Estas lesiones han desatado la ira del PSG, que ya había expresado su preocupación ante la Federación Francesa de Fútbol (FFF) sobre la situación médica de algunos de sus jugadores. El club parisino envió un correo el 4 de septiembre, justo antes del encuentro Ucrania-Francia (0-2), solicitando cambios en el protocolo médico implementado por los Bleus.
La frustración es palpable, especialmente considerando que el PSG se enfrenta a desafíos significativos en su calendario. Con los partidos cruciales contra el Atalanta de Bérgamo el 17 de septiembre, Barcelona en la Champions League el 1 de octubre y el clásico contra Marseille el 21 de septiembre, entra en una fase del campeonato sin dos de sus jugadores clave. Para manifestar su malestar, el Paris Saint-Germain ha decidido hacer público un comunicado oficial.
La salud de los jugadores, una prioridad absoluta
En este comunicado, el club parisino hace un llamado urgente a establecer un nuevo protocolo de coordinación médico-deportivo entre clubes y la selección nacional. El PSG pide un enfoque “más transparente y colaborativo” que priorice la salud de los jugadores y su apoyo médico. El club afirma que han proporcionado a la federación información médica concreta antes del inicio de la convocatoria de la selección, sobre la carga de trabajo aceptable y los riesgos de lesiones asociadas.

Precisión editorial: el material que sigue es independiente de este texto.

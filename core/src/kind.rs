//! `MatcherKind` and the process-wide name lookup.
//!
//! The kind set is closed. Codes are contiguous from 1, and [`KIND_LIMIT`] is an
//! exclusive bound that is never itself a kind. Lookup failures are reported through
//! [`KindError`], so no numeric value ever doubles as a "not found" marker.

use std::collections::HashMap;
use std::fmt;
use std::str::FromStr;
use std::sync::LazyLock;

use serde::de::{self, Visitor};
use serde::{Deserialize, Deserializer, Serialize, Serializer};

use crate::KindError;

/// Exclusive upper bound of the valid code range.
pub const KIND_LIMIT: u8 = 7;

/// How a matcher inspects content.
///
/// The discriminant is the kind's numeric code. Persisted config never carries it;
/// only [`as_str`](Self::as_str) crosses a serialization boundary.
#[derive(Debug, Clone, Copy, PartialEq, Eq, PartialOrd, Ord, Hash)]
#[repr(u8)]
pub enum MatcherKind {
    /// Literal words in the content.
    Word = 1,
    /// Regular expressions over the content.
    Regex = 2,
    /// Raw byte patterns.
    Binary = 3,
    /// Numeric status codes.
    Status = 4,
    /// Content size.
    Size = 5,
    /// Expression language (`dsl`).
    Expression = 6,
}

impl MatcherKind {
    /// Every kind, ascending by code.
    pub const ALL: [Self; 6] = [
        Self::Word,
        Self::Regex,
        Self::Binary,
        Self::Status,
        Self::Size,
        Self::Expression,
    ];

    /// The numeric code, in `1..KIND_LIMIT`.
    #[must_use]
    pub const fn code(self) -> u8 {
        self as u8
    }

    /// The canonical lowercase name.
    #[must_use]
    pub const fn as_str(self) -> &'static str {
        match self {
            Self::Word => "word",
            Self::Regex => "regex",
            Self::Binary => "binary",
            Self::Status => "status",
            Self::Size => "size",
            Self::Expression => "dsl",
        }
    }

    /// Resolve a numeric code.
    ///
    /// # Errors
    ///
    /// Returns [`KindError::InvalidKind`] for `0`, the sentinel, and anything above it.
    pub const fn from_code(code: u8) -> Result<Self, KindError> {
        match code {
            1 => Ok(Self::Word),
            2 => Ok(Self::Regex),
            3 => Ok(Self::Binary),
            4 => Ok(Self::Status),
            5 => Ok(Self::Size),
            6 => Ok(Self::Expression),
            _ => Err(KindError::InvalidKind { code }),
        }
    }
}

impl fmt::Display for MatcherKind {
    fn fmt(&self, f: &mut fmt::Formatter<'_>) -> fmt::Result {
        f.write_str(self.as_str())
    }
}

impl TryFrom<u8> for MatcherKind {
    type Error = KindError;

    fn try_from(code: u8) -> Result<Self, Self::Error> {
        Self::from_code(code)
    }
}

impl FromStr for MatcherKind {
    type Err = KindError;

    fn from_str(s: &str) -> Result<Self, Self::Err> {
        parse_kind(s)
    }
}

// ═══════════════════════════════════════════════════════════════════════════════
// Lookup
// ═══════════════════════════════════════════════════════════════════════════════

/// Reverse index, canonical name -> kind. Built on first use, never written again.
static BY_NAME: LazyLock<HashMap<&'static str, MatcherKind>> = LazyLock::new(|| {
    MatcherKind::ALL
        .iter()
        .map(|kind| (kind.as_str(), *kind))
        .collect()
});

/// All valid kinds, ascending by code. The sentinel is not included.
#[must_use]
pub fn supported_kinds() -> &'static [MatcherKind] {
    &MatcherKind::ALL
}

/// Parse a kind from a config literal.
///
/// Surrounding whitespace is trimmed and the rest lowercased, then matched exactly
/// against the canonical names. There is no prefix or partial matching.
///
/// # Errors
///
/// Returns [`KindError::InvalidKindLiteral`] carrying `literal` as given.
pub fn parse_kind(literal: &str) -> Result<MatcherKind, KindError> {
    let normalized = literal.trim().to_lowercase();
    BY_NAME.get(normalized.as_str()).copied().ok_or_else(|| {
        tracing::debug!(literal, "rejected matcher type literal");
        KindError::InvalidKindLiteral {
            literal: literal.to_owned(),
        }
    })
}

/// Canonical name for a raw code.
///
/// Out-of-range codes fail loudly; there is no empty-string fallback.
///
/// # Errors
///
/// Returns [`KindError::InvalidKind`] when `code` is not in `1..KIND_LIMIT`.
pub fn kind_name_for_code(code: u8) -> Result<&'static str, KindError> {
    MatcherKind::from_code(code).map(MatcherKind::as_str)
}

// ═══════════════════════════════════════════════════════════════════════════════
// Serde
// ═══════════════════════════════════════════════════════════════════════════════

impl Serialize for MatcherKind {
    fn serialize<S: Serializer>(&self, serializer: S) -> Result<S::Ok, S::Error> {
        serializer.serialize_str(self.as_str())
    }
}

impl<'de> Deserialize<'de> for MatcherKind {
    fn deserialize<D: Deserializer<'de>>(deserializer: D) -> Result<Self, D::Error> {
        deserializer.deserialize_str(KindVisitor)
    }
}

struct KindVisitor;

impl Visitor<'_> for KindVisitor {
    type Value = MatcherKind;

    fn expecting(&self, f: &mut fmt::Formatter<'_>) -> fmt::Result {
        f.write_str("a matcher type name (word, regex, binary, status, size, dsl)")
    }

    fn visit_str<E: de::Error>(self, v: &str) -> Result<Self::Value, E> {
        parse_kind(v).map_err(E::custom)
    }
}

#[cfg(test)]
mod tests {
    use super::*;
    use std::collections::HashSet;

    #[test]
    fn round_trip_every_kind() {
        for kind in supported_kinds() {
            assert_eq!(parse_kind(kind.as_str()).unwrap(), *kind);
        }
    }

    #[test]
    fn names_are_distinct_and_non_empty() {
        let names: HashSet<&str> = supported_kinds().iter().map(|k| k.as_str()).collect();
        assert_eq!(names.len(), 6);
        assert!(names.iter().all(|n| !n.is_empty()));
        assert!(names.iter().all(|n| n.chars().all(|c| c.is_ascii_lowercase())));
    }

    #[test]
    fn supported_kinds_are_complete_and_ascending() {
        let kinds = supported_kinds();
        assert_eq!(kinds.len(), 6);

        let codes: Vec<u8> = kinds.iter().map(|k| k.code()).collect();
        assert_eq!(codes, (1..KIND_LIMIT).collect::<Vec<_>>());

        let names: HashSet<&str> = kinds.iter().map(|k| k.as_str()).collect();
        let expected: HashSet<&str> = ["status", "size", "word", "regex", "binary", "dsl"]
            .into_iter()
            .collect();
        assert_eq!(names, expected);
    }

    #[test]
    fn supported_kinds_is_restartable() {
        assert_eq!(supported_kinds(), supported_kinds());
    }

    #[test]
    fn parse_ignores_case_and_surrounding_whitespace() {
        for literal in [" Word ", "word", "WORD", "\tWoRd\n"] {
            assert_eq!(parse_kind(literal).unwrap(), MatcherKind::Word, "{literal:?}");
        }
        assert_eq!(parse_kind("DSL").unwrap(), MatcherKind::Expression);
    }

    #[test]
    fn parse_rejects_unknown_literal_verbatim() {
        assert_eq!(
            parse_kind("bogus"),
            Err(KindError::InvalidKindLiteral {
                literal: "bogus".into()
            })
        );
        assert_eq!(
            parse_kind("  Bogus "),
            Err(KindError::InvalidKindLiteral {
                literal: "  Bogus ".into()
            })
        );
        // the lookup is untouched by a failed parse
        assert_eq!(parse_kind("regex").unwrap(), MatcherKind::Regex);
    }

    #[test]
    fn parse_has_no_partial_matching() {
        for literal in ["", "   ", "wor", "words", "reg", "status code", "w ord", "expression"] {
            assert!(parse_kind(literal).is_err(), "{literal:?}");
        }
    }

    #[test]
    fn codes_round_trip() {
        for kind in supported_kinds() {
            assert_eq!(MatcherKind::from_code(kind.code()).unwrap(), *kind);
            assert_eq!(MatcherKind::try_from(kind.code()).unwrap(), *kind);
        }
    }

    #[test]
    fn out_of_range_codes_fail_loudly() {
        for code in [0, KIND_LIMIT, 8, u8::MAX] {
            assert_eq!(
                kind_name_for_code(code),
                Err(KindError::InvalidKind { code })
            );
        }
    }

    #[test]
    fn kind_name_for_code_matches_as_str() {
        assert_eq!(kind_name_for_code(1).unwrap(), "word");
        assert_eq!(kind_name_for_code(4).unwrap(), "status");
        assert_eq!(kind_name_for_code(6).unwrap(), "dsl");
    }

    #[test]
    fn from_str_and_display() {
        let kind: MatcherKind = " Binary".parse().unwrap();
        assert_eq!(kind, MatcherKind::Binary);
        assert_eq!(kind.to_string(), "binary");
    }

    #[test]
    fn serde_uses_names() {
        assert_eq!(
            serde_json::to_string(&MatcherKind::Size).unwrap(),
            "\"size\""
        );
        let kind: MatcherKind = serde_json::from_str("\"STATUS\"").unwrap();
        assert_eq!(kind, MatcherKind::Status);
        assert!(serde_json::from_str::<MatcherKind>("4").is_err());
    }
}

El PSG subraya que ha “transmitido a la Federación elementos médicos concretos” sobre el estado físico de sus jugadores, pero lamenta que estas recomendaciones no hayan sido tenidas en cuenta por el equipo médico de la selección. También critica la falta de consulta y colaboración con sus equipos médicos.
En consecuencia, el club desea que estos desafortunados acontecimientos sirvan para establecer un marco formal que garantice un intercambio sistemático y documentado entre los cuerpos médicos del club y de la selección. También enfatiza la importancia de reforzar el principio de precaución al convocar y utilizar a los jugadores, especialmente aquellos que están en tratamiento por lesiones existentes.
Cabe destacar que el reciente correo enviado por el PSG a la federación no ha recibido respuesta hasta el momento, lo que agrava la tensión entre los clubes y las instituciones deportivas.
Como conclusión, el PSG se encuentra en una encrucijada crítica, donde las lesiones de sus jugadores resaltan la necesidad de un enfoque coordinado y efectivo entre clubes y selecciones. La salud de los deportistas debe ser la prioridad, y la falta de comunicación con la FFF podría tener consecuencias tanto en el rendimiento del equipo como en la gestión de lesiones futuras. Es esencial que se tomen medidas inmediatas para evitar que situaciones como esta se repitan en el futuro.